Los Valedores del Joven, le recordaron que era Hayden quien lo enviaba, a lo que Mozart replicó:

-¡Caray con el viejo Papá! ¡En fin! Todo sea porque aún no me ha perdonado la sonata que le toqué con la nariz.

Y mandó al Muchacho que tocase algo; lo que fuera. Éste, molesto por su indiferencia, no pudo evitar endurecer las facciones, aunque fuera por unos instantes. Esto irritó algo a Mozart, que se sonó ruidosamente las narices.

-A ver –le dijo–; improvísame sobre esto.

El Joven tomó asiento al piano, y por unos instantes convirtió milagrosamente aquella estridencia en una frase musical. Pero… ¿Cómo continuar aquello? Y entonces tuvo una brillante idea: introdujo el tema principal del “Andante de la Sinfonía en Sol Menor”, en la que Mozart estaba trabajando. Éste dio un respingo al escuchar aquello; y luego miró a la mesa de billar y comprendió. Pero, al escuchar la improvisación que el Joven desarrolló, sus facciones se relajaron. Una vez hubo concluido, mucho más amistoso, abrazó al Chico.

-¡Qué bien! –le dijo– Reconozco que me has pillado por sorpresa. Tienes un gran futuro, te lo aseguro. Pero no divulgues este Tema por ahí. ¿Eh?

Lo lógico hubiera sido corresponder aquella muestra de aprecio, pero el Joven no podía; en realidad, aborrecía a Mozart desde su más tierna infancia. Desde que su Padre, el cantor “borracho” de la Capilla de Bonn, se empeñara en hacer de Él un segundo Mozart; pero por desgracia Él, no era un segundo Leopold, y por eso convirtió sus años mozos en un verdadero infierno.

Lo encerraba días enteros, obligándole a practicar al piano; a escribir incluso obras como un Concierto para Piano, que sonase a Mozart; y así, lo había paseado por las Cortes vecinas a la de Bonn, tratando de exhibirlo como un “fenómeno de feria”. Incluso llegó a afirmar que tenía dos años menos de su edad, para que impresionase más.

Y sin embargo, Mozart, sólo había habido uno; concretamente, aquel pasmarote, que tenía delante. Y, cuando no impresionaba a los demás tanto como su Padre hubiese querido, éste le golpeaba sin piedad, y lo dejaba sin comer durante días.

-Necio –le decía–. O hago de ti un genio, o acabo contigo.

Al final, el único aliado con el que pudo contar para que su progenitor no materializase esta última amenaza fue el alcohol, que fue, poco a poco, minándole, hasta convertirle en un despojo que profería improperios en un rincón.

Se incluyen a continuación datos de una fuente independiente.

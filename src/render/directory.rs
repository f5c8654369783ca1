// SPDX-FileCopyrightText: 2026 Bruno Meilick
// SPDX-License-Identifier: LicenseRef-Floorwalk-FreeUse-NoCopy-NoDerivatives
//
// All rights reserved.
//
// This file is part of Floorwalk and is proprietary software.
// Unauthorized copying, modification, or distribution is prohibited.

use std::fmt::Write as _;

use crate::model::Directory;
use crate::ops::Action;

use super::text::{count_noun, truncate_with_ellipsis};
use super::{ActionButton, Reply};

pub const EMPTY_DIRECTORY_TEXT: &str =
    "The directory is empty. Send a manifest and it will fill up as you go.";

const DIRECTORY_HEADER: &str = "EMPLOYEES";
const DELETE_PROMPT_TEXT: &str = "Who should be removed?";
const CANCEL_LABEL: &str = "Cancel";
const BUTTON_LABEL_MAX_CHARS: usize = 64;

/// Lists every employee grouped by floor, floors ascending and rooms in label order.
pub fn render_directory(directory: &Directory) -> String {
    if directory.is_empty() {
        return EMPTY_DIRECTORY_TEXT.to_owned();
    }

    let mut out = String::new();
    out.push_str(DIRECTORY_HEADER);
    out.push('\n');
    for (floor, entries) in directory.by_floor() {
        let _ = writeln!(out, "\nFloor {floor}");
        for (_, record) in entries {
            let _ = writeln!(out, "  • {} - room {}", record.full_name(), record.room());
        }
    }
    let _ = write!(out, "\nTotal: {}", count_noun(directory.len(), "employee", "employees"));
    out
}

/// First half of the delete flow: one delete action per employee (by surname) plus cancel.
pub fn render_delete_prompt(directory: &Directory) -> Reply {
    if directory.is_empty() {
        return Reply::text(EMPTY_DIRECTORY_TEXT);
    }

    let mut actions = directory
        .iter()
        .map(|(surname, record)| {
            let label = format!("✗ {} (room {})", record.full_name(), record.room());
            ActionButton::new(
                truncate_with_ellipsis(&label, BUTTON_LABEL_MAX_CHARS),
                Action::DeleteEmployee(surname.clone()),
            )
        })
        .collect::<Vec<_>>();
    actions.push(ActionButton::new(CANCEL_LABEL, Action::CancelDelete));

    Reply::with_actions(DELETE_PROMPT_TEXT, actions)
}
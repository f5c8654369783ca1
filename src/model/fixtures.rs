// SPDX-FileCopyrightText: 2026 Bruno Meilick
// SPDX-License-Identifier: LicenseRef-Floorwalk-FreeUse-NoCopy-NoDerivatives
//
// All rights reserved.
//
// This file is part of Floorwalk and is proprietary software.
// Unauthorized copying, modification, or distribution is prohibited.

use super::employee::{Directory, EmployeeRecord, SurnameKey};
use super::entry::ManifestEntry;

pub(crate) fn surname(value: &str) -> SurnameKey {
    SurnameKey::from_name(value).expect("surname key")
}

pub(crate) fn entry(name: &str, order_id: &str) -> ManifestEntry {
    ManifestEntry::new(name, surname(name), order_id)
}

pub(crate) fn resolved(name: &str, order_id: &str, floor: i64, room: &str) -> ManifestEntry {
    let mut entry = entry(name, order_id);
    entry.resolve_from(&EmployeeRecord::new(name, floor, room));
    entry
}

/// Three employees spread over two floors, inserted out of route order.
pub(crate) fn office_directory() -> Directory {
    [
        (surname("battalova"), EmployeeRecord::new("Battalova Leila", 12, "12.43")),
        (surname("pogudin"), EmployeeRecord::new("Pogudin", 7, "7.47")),
        (surname("evstratov"), EmployeeRecord::new("Evstratov", 7, "7.05")),
    ]
    .into_iter()
    .collect()
}
// SPDX-FileCopyrightText: 2026 Bruno Meilick
// SPDX-License-Identifier: LicenseRef-Floorwalk-FreeUse-NoCopy-NoDerivatives
//
// All rights reserved.
//
// This file is part of Floorwalk and is proprietary software.
// Unauthorized copying, modification, or distribution is prohibited.

use std::env;
use std::sync::atomic::{AtomicUsize, Ordering};
use std::time::{SystemTime, UNIX_EPOCH};

use rstest::{fixture, rstest};

use super::{DirectoryFile, StoreError, WriteDurability, DEFAULT_DIRECTORY_FILENAME};
use crate::model::fixtures::{office_directory, surname};
use crate::model::{Directory, EmployeeRecord};

static TEMP_DIR_COUNTER: AtomicUsize = AtomicUsize::new(0);

struct TempDir {
    path: std::path::PathBuf,
}

impl TempDir {
    fn new(prefix: &str) -> Self {
        let nanos = SystemTime::now().duration_since(UNIX_EPOCH).unwrap_or_default().as_nanos();
        let counter = TEMP_DIR_COUNTER.fetch_add(1, Ordering::Relaxed);
        let mut path = env::temp_dir();
        path.push(format!("floorwalk-{prefix}-{}-{nanos}-{counter}", std::process::id()));
        std::fs::create_dir_all(&path).unwrap();
        Self { path }
    }

    fn path(&self) -> &std::path::Path {
        &self.path
    }
}

impl Drop for TempDir {
    fn drop(&mut self) {
        let _ = std::fs::remove_dir_all(&self.path);
    }
}

struct DirectoryFileTestCtx {
    tmp: TempDir,
    file: DirectoryFile,
}

impl DirectoryFileTestCtx {
    fn new(prefix: &str) -> Self {
        let tmp = TempDir::new(prefix);
        let file = DirectoryFile::new(tmp.path().join(DEFAULT_DIRECTORY_FILENAME));
        Self { tmp, file }
    }
}

#[fixture]
fn ctx() -> DirectoryFileTestCtx {
    DirectoryFileTestCtx::new("directory-file")
}

#[rstest]
fn missing_snapshot_loads_as_empty_directory(ctx: DirectoryFileTestCtx) {
    assert!(!ctx.file.path().exists());
    let directory = ctx.file.load().unwrap();
    assert!(directory.is_empty());
    assert!(!ctx.file.path().exists(), "loading must not create the snapshot");
}

#[rstest]
fn save_writes_pretty_json_keyed_by_surname(ctx: DirectoryFileTestCtx) {
    ctx.file.save(&office_directory()).unwrap();

    let raw = std::fs::read_to_string(ctx.file.path()).unwrap();
    assert!(raw.ends_with('\n'));
    let json: serde_json::Value = serde_json::from_str(&raw).unwrap();
    assert_eq!(json["battalova"]["full_name"], "Battalova Leila");
    assert_eq!(json["battalova"]["floor"], 12);
    assert_eq!(json["battalova"]["room"], "12.43");
    assert_eq!(json.as_object().unwrap().len(), 3);
}

#[rstest]
fn save_of_load_reproduces_snapshot_bytes(ctx: DirectoryFileTestCtx) {
    let mut directory = office_directory();
    directory.put(surname("ёлкина"), EmployeeRecord::new("Ёлкина Мария", 0, "0.1"));
    ctx.file.save(&directory).unwrap();
    let first = std::fs::read(ctx.file.path()).unwrap();

    let loaded = ctx.file.load().unwrap();
    assert_eq!(loaded, directory);
    ctx.file.save(&loaded).unwrap();
    let second = std::fs::read(ctx.file.path()).unwrap();

    assert_eq!(first, second);
    let raw = String::from_utf8(second).unwrap();
    assert!(raw.contains("Ёлкина Мария"), "non-ASCII text stays unescaped: {raw}");
}

#[rstest]
fn put_overwrites_and_get_reads_back(ctx: DirectoryFileTestCtx) {
    let key = surname("pogudin");
    assert!(ctx.file.get(&key).unwrap().is_none());

    let replaced = ctx.file.put(key.clone(), EmployeeRecord::new("Pogudin", 7, "7.47")).unwrap();
    assert!(replaced.is_none());

    let replaced =
        ctx.file.put(key.clone(), EmployeeRecord::new("Pogudin Oleg", 8, "8.01")).unwrap();
    assert_eq!(replaced.map(|r| r.floor()), Some(7));

    let record = ctx.file.get(&key).unwrap().expect("record");
    assert_eq!(record.full_name(), "Pogudin Oleg");
    assert_eq!(ctx.file.list().unwrap().len(), 1);
}

#[rstest]
fn delete_reports_missing_without_writing(ctx: DirectoryFileTestCtx) {
    assert!(ctx.file.delete(&surname("nobody")).unwrap().is_none());
    assert!(!ctx.file.path().exists());

    ctx.file.save(&office_directory()).unwrap();
    let removed = ctx.file.delete(&surname("pogudin")).unwrap().expect("removed");
    assert_eq!(removed.room(), "7.47");
    assert!(ctx.file.delete(&surname("pogudin")).unwrap().is_none());
    assert_eq!(ctx.file.list().unwrap().len(), 2);
}

#[rstest]
fn load_normalizes_keys(ctx: DirectoryFileTestCtx) {
    std::fs::write(
        ctx.file.path(),
        r#"{ "Battalova": { "full_name": "Battalova Leila", "floor": 12, "room": "12.43" } }"#,
    )
    .unwrap();

    let directory = ctx.file.load().unwrap();
    assert!(directory.get(&surname("battalova")).is_some());
}

#[rstest]
fn load_accepts_negative_floors(ctx: DirectoryFileTestCtx) {
    std::fs::write(
        ctx.file.path(),
        r#"{
  "petrov": { "full_name": "Petrov", "floor": -1, "room": "-1.2" },
  "ivanova": { "full_name": "Ivanova", "floor": 3, "room": "3.10" }
}"#,
    )
    .unwrap();

    let directory = ctx.file.load().unwrap();
    assert_eq!(directory.get(&surname("petrov")).map(EmployeeRecord::floor), Some(-1));
    assert_eq!(directory.by_floor().keys().copied().collect::<Vec<_>>(), vec![-1, 3]);
}

#[rstest]
fn load_fills_missing_full_name_from_surname(ctx: DirectoryFileTestCtx) {
    std::fs::write(
        ctx.file.path(),
        r#"{
  "petrov": { "floor": 2, "room": "2.2" },
  "sidorov": { "full_name": "  ", "floor": 3, "room": "3.3" }
}"#,
    )
    .unwrap();

    let directory = ctx.file.load().unwrap();
    assert_eq!(directory.get(&surname("petrov")).map(EmployeeRecord::full_name), Some("Petrov"));
    assert_eq!(directory.get(&surname("sidorov")).map(EmployeeRecord::full_name), Some("Sidorov"));

    ctx.file.save(&directory).unwrap();
    let raw = std::fs::read_to_string(ctx.file.path()).unwrap();
    let json: serde_json::Value = serde_json::from_str(&raw).unwrap();
    assert_eq!(json["petrov"]["full_name"], "Petrov");
}

#[rstest]
fn load_rejects_keys_that_collide_after_normalization(ctx: DirectoryFileTestCtx) {
    std::fs::write(
        ctx.file.path(),
        r#"{
  "Petrov": { "full_name": "Petrov A", "floor": 1, "room": "1.1" },
  "petrov": { "full_name": "Petrov B", "floor": 2, "room": "2.2" }
}"#,
    )
    .unwrap();

    match ctx.file.load().unwrap_err() {
        StoreError::DuplicateSurname { surname: key, .. } => assert_eq!(key.as_str(), "petrov"),
        other => panic!("expected DuplicateSurname, got: {other:?}"),
    }
}

#[rstest]
fn load_rejects_blank_keys(ctx: DirectoryFileTestCtx) {
    std::fs::write(
        ctx.file.path(),
        r#"{ "  ": { "full_name": "Nobody", "floor": 1, "room": "1.1" } }"#,
    )
    .unwrap();

    assert!(matches!(ctx.file.load().unwrap_err(), StoreError::InvalidSurname { .. }));
}

#[rstest]
fn load_reports_json_errors_with_path(ctx: DirectoryFileTestCtx) {
    std::fs::write(ctx.file.path(), "{ not json").unwrap();

    match ctx.file.load().unwrap_err() {
        StoreError::Json { path, .. } => assert_eq!(path, ctx.file.path()),
        other => panic!("expected Json error, got: {other:?}"),
    }
}

#[rstest]
fn failed_write_leaves_existing_snapshot_intact(ctx: DirectoryFileTestCtx) {
    ctx.file.save(&office_directory()).unwrap();
    let before = std::fs::read(ctx.file.path()).unwrap();

    // The snapshot file sits where the parent directory would have to be.
    let blocked = DirectoryFile::new(ctx.file.path().join("nested").join("employees.json"));
    blocked.save(&Directory::new()).unwrap_err();

    assert_eq!(std::fs::read(ctx.file.path()).unwrap(), before);
}

#[rstest]
fn save_creates_missing_parent_directories(ctx: DirectoryFileTestCtx) {
    let nested = DirectoryFile::new(ctx.tmp.path().join("data").join("employees.json"));
    nested.save(&office_directory()).unwrap();
    assert_eq!(nested.load().unwrap(), office_directory());
}

#[rstest]
fn save_leaves_no_temp_files_behind(ctx: DirectoryFileTestCtx) {
    ctx.file.save(&office_directory()).unwrap();
    ctx.file.save(&Directory::new()).unwrap();

    let names = std::fs::read_dir(ctx.tmp.path())
        .unwrap()
        .map(|entry| entry.unwrap().file_name().to_string_lossy().into_owned())
        .collect::<Vec<_>>();
    assert_eq!(names, vec![DEFAULT_DIRECTORY_FILENAME.to_owned()]);
}

#[rstest]
fn durable_writes_round_trip(ctx: DirectoryFileTestCtx) {
    let durable = ctx.file.clone().with_durability(WriteDurability::Durable);
    assert_eq!(durable.durability(), WriteDurability::Durable);
    durable.save(&office_directory()).unwrap();
    assert_eq!(durable.load().unwrap(), office_directory());
}

#[cfg(unix)]
#[rstest]
fn save_refuses_to_write_through_symlink(ctx: DirectoryFileTestCtx) {
    let target = ctx.tmp.path().join("elsewhere.json");
    std::fs::write(&target, "{}\n").unwrap();
    std::os::unix::fs::symlink(&target, ctx.file.path()).unwrap();

    match ctx.file.save(&office_directory()).unwrap_err() {
        StoreError::SymlinkRefused { .. } => {}
        other => panic!("expected SymlinkRefused, got: {other:?}"),
    }
    assert_eq!(std::fs::read_to_string(&target).unwrap(), "{}\n");
}
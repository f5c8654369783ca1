// SPDX-FileCopyrightText: 2026 Bruno Meilick
// SPDX-License-Identifier: LicenseRef-Floorwalk-FreeUse-NoCopy-NoDerivatives
//
// All rights reserved.
//
// This file is part of Floorwalk and is proprietary software.
// Unauthorized copying, modification, or distribution is prohibited.

//! Floorwalk CLI entrypoint.
//!
//! By default this serves MCP over streamable HTTP at `http://127.0.0.1:<port>/mcp` until
//! interrupted.
//!
//! Use `--mcp` to run the MCP server over stdio instead (intended for tool integrations).

use std::error::Error;
use std::sync::Arc;

use axum::Router;
use rmcp::transport::{
    streamable_http_server::session::local::LocalSessionManager, StreamableHttpServerConfig,
    StreamableHttpService,
};
use tokio::sync::Mutex;
use tracing::{error, info};
use tracing_subscriber::{layer::SubscriberExt, util::SubscriberInitExt, EnvFilter};

use floorwalk::desk::DeliveryDesk;
use floorwalk::mcp::FloorwalkMcp;
use floorwalk::store::{DirectoryFile, WriteDurability, DEFAULT_DIRECTORY_FILENAME};

const DEFAULT_MCP_HTTP_PORT: u16 = 27436;

fn print_usage(program: &str) {
    eprintln!(
        "Usage:\n  {program} [<directory-file>] [--durable-writes] [--verbose] [--mcp-http-port <port>]\n  {program} [--directory <file>] [--durable-writes] [--verbose] [--mcp-http-port <port>]\n  {program} [<directory-file>] [--durable-writes] [--verbose] --mcp\n  {program} [--directory <file>] [--durable-writes] [--verbose] --mcp\n\nBy default MCP is served over streamable HTTP at `http://127.0.0.1:<port>/mcp`.\n--mcp-http-port selects the port (0 = ephemeral; default {DEFAULT_MCP_HTTP_PORT}).\n\nIf directory-file/--directory is omitted, `{DEFAULT_DIRECTORY_FILENAME}` in the current working directory is used.\n\n--durable-writes opts into slower, best-effort durable persistence (fsync/sync where supported).\n--verbose enables debug logging (otherwise RUST_LOG applies, default `floorwalk=info`). Logs go to stderr."
    );
}

#[derive(Debug, Default, Clone, PartialEq, Eq)]
struct CliOptions {
    mcp: bool,
    directory_file: Option<String>,
    mcp_http_port: Option<u16>,
    durable_writes: bool,
    verbose: bool,
}

fn parse_options(mut args: impl Iterator<Item = String>) -> Result<CliOptions, ()> {
    let mut options = CliOptions::default();

    while let Some(arg) = args.next() {
        match arg.as_str() {
            "--mcp" => {
                if options.mcp {
                    return Err(());
                }
                options.mcp = true;
            }
            "--directory" => {
                if options.directory_file.is_some() {
                    return Err(());
                }
                let file = args.next().ok_or(())?;
                options.directory_file = Some(file);
            }
            "--mcp-http-port" => {
                if options.mcp_http_port.is_some() {
                    return Err(());
                }
                let raw = args.next().ok_or(())?;
                let port: u16 = raw.parse().map_err(|_| ())?;
                options.mcp_http_port = Some(port);
            }
            "--durable-writes" => {
                if options.durable_writes {
                    return Err(());
                }
                options.durable_writes = true;
            }
            "--verbose" => {
                if options.verbose {
                    return Err(());
                }
                options.verbose = true;
            }
            _ if arg.starts_with('-') => return Err(()),
            _ => {
                if options.directory_file.is_some() {
                    return Err(());
                }
                options.directory_file = Some(arg);
            }
        }
    }

    if options.mcp && options.mcp_http_port.is_some() {
        return Err(());
    }

    Ok(options)
}

fn init_logging(verbose: bool) {
    let filter = if verbose {
        EnvFilter::new("floorwalk=debug")
    } else {
        EnvFilter::try_from_default_env().unwrap_or_else(|_| EnvFilter::new("floorwalk=info"))
    };

    // stdout carries MCP framing in stdio mode.
    tracing_subscriber::registry()
        .with(filter)
        .with(tracing_subscriber::fmt::layer().with_target(false).with_writer(std::io::stderr))
        .init();
}

fn main() {
    let result = (|| -> Result<(), Box<dyn Error>> {
        let mut args = std::env::args();
        let program = args.next().unwrap_or_else(|| "floorwalk".to_owned());

        let options = match parse_options(args) {
            Ok(options) => options,
            Err(()) => {
                print_usage(&program);
                std::process::exit(2);
            }
        };

        init_logging(options.verbose);

        let path = options.directory_file.unwrap_or_else(|| DEFAULT_DIRECTORY_FILENAME.to_owned());
        let store = if options.durable_writes {
            DirectoryFile::new(path).with_durability(WriteDurability::Durable)
        } else {
            DirectoryFile::new(path)
        };
        // Fail fast on an unreadable snapshot instead of on the first message.
        let directory = store.load()?;
        info!(
            path = %store.path().display(),
            employees = directory.len(),
            durability = ?store.durability(),
            "employee directory loaded"
        );

        let mcp = FloorwalkMcp::new(DeliveryDesk::new(store));
        let runtime = tokio::runtime::Builder::new_current_thread().enable_all().build()?;

        if options.mcp {
            info!("serving MCP over stdio");
            runtime.block_on(mcp.serve_stdio())?;
            return Ok(());
        }

        let mcp_http_port = options.mcp_http_port.unwrap_or(DEFAULT_MCP_HTTP_PORT);

        runtime.block_on(async move {
            let listener = tokio::net::TcpListener::bind(("127.0.0.1", mcp_http_port)).await?;
            info!(addr = %listener.local_addr()?, "serving MCP over streamable HTTP at /mcp");

            let config = StreamableHttpServerConfig {
                stateful_mode: true,
                ..StreamableHttpServerConfig::default()
            };
            let shutdown_token = config.cancellation_token.clone();
            let server_shutdown = shutdown_token.clone();

            let session_manager = Arc::new(LocalSessionManager::default());
            let mcp_service = {
                let mcp = mcp.clone();
                StreamableHttpService::new(move || Ok(mcp.clone()), session_manager, config)
            };

            let router = Router::new().nest_service("/mcp", mcp_service);
            let server_handle = tokio::spawn(async move {
                let serve = axum::serve(listener, router).with_graceful_shutdown(async move {
                    server_shutdown.cancelled().await;
                });
                if let Err(err) = serve.await {
                    error!(error = %err, "MCP HTTP server error");
                }
            });

            tokio::signal::ctrl_c().await?;
            info!("shutting down");
            shutdown_token.cancel();
            let _ = server_handle.await;
            Ok::<(), Box<dyn Error>>(())
        })?;

        Ok(())
    })();

    if let Err(err) = result {
        eprintln!("floorwalk: {err}");
        std::process::exit(1);
    }
}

Mozart lo miró de arriba abajo. Ahora entendía porqué nunca había querido ser como él. El de Salzburgo, debió de darse cuenta de que algo tenía en contra suya el de Bonn; porque, cuando le propusieron que le impartiera clases, replicó:

-No tengo tiempo. Id donde Salieri; seguro que él se las da gustoso.

Tres años después, Mozart murió; y por fin dejaron de comparar al Joven con él. Con el tiempo se convertiría en Ludvig Van Beethoven; y aunque llegó a escribir variaciones sobre obras de Mozart, y admiraba su música; nunca dejó de guardarle resentimiento por su infancia arruinada. Por eso, cuando le preguntaban quien era el mejor músico de todos los tiempos, respondía sin dudar:

– Haendel. Eso sin duda; y ante su tumba me descubro.